**Your assignment**
Scan the listing and copy each line where the word "Payment" is present.

**The records**
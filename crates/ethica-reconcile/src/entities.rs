//! [`Identified`] and [`Upsert`] for every nested entity of the aggregate.

use chrono::{DateTime, Utc};
use ethica_shared::{
    DecisionLetter, Document, DocumentPatch, EthicsClearance, Meeting, Message, MessageId,
    MessagePatch, MessagePost, PanelMember, PanelMemberPatch, Payment, RecordId, Requirement,
    RequirementPatch, ReviewResult, ReviewResultPatch, ReviewerReport, ReviewerReportPatch,
    Status, StatusPatch,
};

use crate::identity::{Identified, Upsert};
use crate::merge::{assign, assign_nullable, merge_extra, upsert_into};

macro_rules! identified_by_record {
    ($($ty:ty),+ $(,)?) => {
        $(
            impl Identified for $ty {
                type Key = RecordId;

                fn key(&self) -> &RecordId {
                    &self.id
                }

                fn version(&self) -> Option<&DateTime<Utc>> {
                    self.updated_at.as_ref()
                }
            }
        )+
    };
}

macro_rules! identified_patch {
    ($($ty:ty),+ $(,)?) => {
        $(
            impl Identified for $ty {
                type Key = RecordId;

                fn key(&self) -> &RecordId {
                    &self.id
                }

                fn version(&self) -> Option<&DateTime<Utc>> {
                    self.updated_at.as_set()
                }
            }
        )+
    };
}

identified_by_record!(
    Status,
    Requirement,
    Document,
    ReviewResult,
    PanelMember,
    ReviewerReport,
    DecisionLetter,
    EthicsClearance,
    MessagePost,
    Meeting,
    Payment,
);

identified_patch!(
    StatusPatch,
    RequirementPatch,
    DocumentPatch,
    ReviewResultPatch,
    PanelMemberPatch,
    ReviewerReportPatch,
);

impl Identified for Message {
    type Key = MessageId;

    fn key(&self) -> &MessageId {
        &self.id
    }

    fn version(&self) -> Option<&DateTime<Utc>> {
        self.updated_at.as_ref()
    }
}

impl Identified for MessagePatch {
    type Key = MessageId;

    fn key(&self) -> &MessageId {
        &self.id
    }

    fn version(&self) -> Option<&DateTime<Utc>> {
        self.updated_at.as_set()
    }
}

// ---------------------------------------------------------------------------
// Status and its thread
// ---------------------------------------------------------------------------

impl Upsert for Status {
    type Patch = StatusPatch;

    fn blank(key: &RecordId) -> Self {
        Self {
            id: key.clone(),
            ..Default::default()
        }
    }

    fn apply_fields(&mut self, p: &StatusPatch) -> bool {
        let mut changed = false;
        changed |= assign(&mut self.application_id, p.application_id.as_ref());
        changed |= assign(&mut self.name, p.name.as_ref());
        changed |= assign(&mut self.sequence, p.sequence.as_ref());
        changed |= assign(&mut self.state, p.state.as_ref());
        changed |= assign_nullable(&mut self.start, &p.start);
        changed |= assign_nullable(&mut self.end, &p.end);
        changed |= assign_nullable(&mut self.updated_at, &p.updated_at);
        changed |= merge_extra(&mut self.extra, &p.extra);
        changed
    }

    fn apply_nested(&mut self, p: &StatusPatch) -> bool {
        upsert_into(&mut self.messages, p.messages.as_deref())
    }
}

impl Upsert for Message {
    type Patch = MessagePatch;

    fn blank(key: &MessageId) -> Self {
        Self {
            id: key.clone(),
            status_id: RecordId::default(),
            body: String::new(),
            author: String::new(),
            delivery: Default::default(),
            updated_at: None,
            extra: Default::default(),
        }
    }

    fn apply_fields(&mut self, p: &MessagePatch) -> bool {
        let mut changed = false;
        changed |= assign(&mut self.status_id, p.status_id.as_ref());
        changed |= assign(&mut self.body, p.body.as_ref());
        changed |= assign(&mut self.author, p.author.as_ref());
        changed |= assign(&mut self.delivery, p.delivery.as_ref());
        changed |= assign_nullable(&mut self.updated_at, &p.updated_at);
        changed |= merge_extra(&mut self.extra, &p.extra);
        changed
    }
}

// ---------------------------------------------------------------------------
// Flat collections
// ---------------------------------------------------------------------------

impl Upsert for Requirement {
    type Patch = RequirementPatch;

    fn blank(key: &RecordId) -> Self {
        Self {
            id: key.clone(),
            ..Default::default()
        }
    }

    fn apply_fields(&mut self, p: &RequirementPatch) -> bool {
        let mut changed = false;
        changed |= assign(&mut self.name, p.name.as_ref());
        changed |= assign_nullable(&mut self.file_path, &p.file_path);
        changed |= assign(&mut self.status, p.status.as_ref());
        changed |= assign_nullable(&mut self.remarks, &p.remarks);
        changed |= assign_nullable(&mut self.updated_at, &p.updated_at);
        changed |= merge_extra(&mut self.extra, &p.extra);
        changed
    }
}

impl Upsert for Document {
    type Patch = DocumentPatch;

    fn blank(key: &RecordId) -> Self {
        Self {
            id: key.clone(),
            ..Default::default()
        }
    }

    fn apply_fields(&mut self, p: &DocumentPatch) -> bool {
        let mut changed = false;
        changed |= assign(&mut self.name, p.name.as_ref());
        changed |= assign_nullable(&mut self.file_path, &p.file_path);
        changed |= assign_nullable(&mut self.category, &p.category);
        changed |= assign_nullable(&mut self.updated_at, &p.updated_at);
        changed |= merge_extra(&mut self.extra, &p.extra);
        changed
    }
}

impl Upsert for ReviewResult {
    type Patch = ReviewResultPatch;

    fn blank(key: &RecordId) -> Self {
        Self {
            id: key.clone(),
            ..Default::default()
        }
    }

    fn apply_fields(&mut self, p: &ReviewResultPatch) -> bool {
        let mut changed = false;
        changed |= assign_nullable(&mut self.reviewer, &p.reviewer);
        changed |= assign_nullable(&mut self.file_path, &p.file_path);
        changed |= assign(&mut self.status, p.status.as_ref());
        changed |= assign_nullable(&mut self.remarks, &p.remarks);
        changed |= assign_nullable(&mut self.updated_at, &p.updated_at);
        changed |= merge_extra(&mut self.extra, &p.extra);
        changed
    }
}

impl Upsert for PanelMember {
    type Patch = PanelMemberPatch;

    fn blank(key: &RecordId) -> Self {
        Self {
            id: key.clone(),
            ..Default::default()
        }
    }

    fn apply_fields(&mut self, p: &PanelMemberPatch) -> bool {
        let mut changed = false;
        changed |= assign(&mut self.name, p.name.as_ref());
        changed |= assign_nullable(&mut self.role, &p.role);
        changed |= assign_nullable(&mut self.updated_at, &p.updated_at);
        changed |= merge_extra(&mut self.extra, &p.extra);
        changed
    }
}

impl Upsert for ReviewerReport {
    type Patch = ReviewerReportPatch;

    fn blank(key: &RecordId) -> Self {
        Self {
            id: key.clone(),
            ..Default::default()
        }
    }

    fn apply_fields(&mut self, p: &ReviewerReportPatch) -> bool {
        let mut changed = false;
        changed |= assign_nullable(&mut self.reviewer, &p.reviewer);
        changed |= assign_nullable(&mut self.file_path, &p.file_path);
        changed |= assign(&mut self.status, p.status.as_ref());
        changed |= assign_nullable(&mut self.updated_at, &p.updated_at);
        changed |= merge_extra(&mut self.extra, &p.extra);
        changed
    }
}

**Worked solution**
    MessagePatch, MessagePost, PanelMember, PanelMemberPatch, Payment, RecordId, Requirement,
    Payment,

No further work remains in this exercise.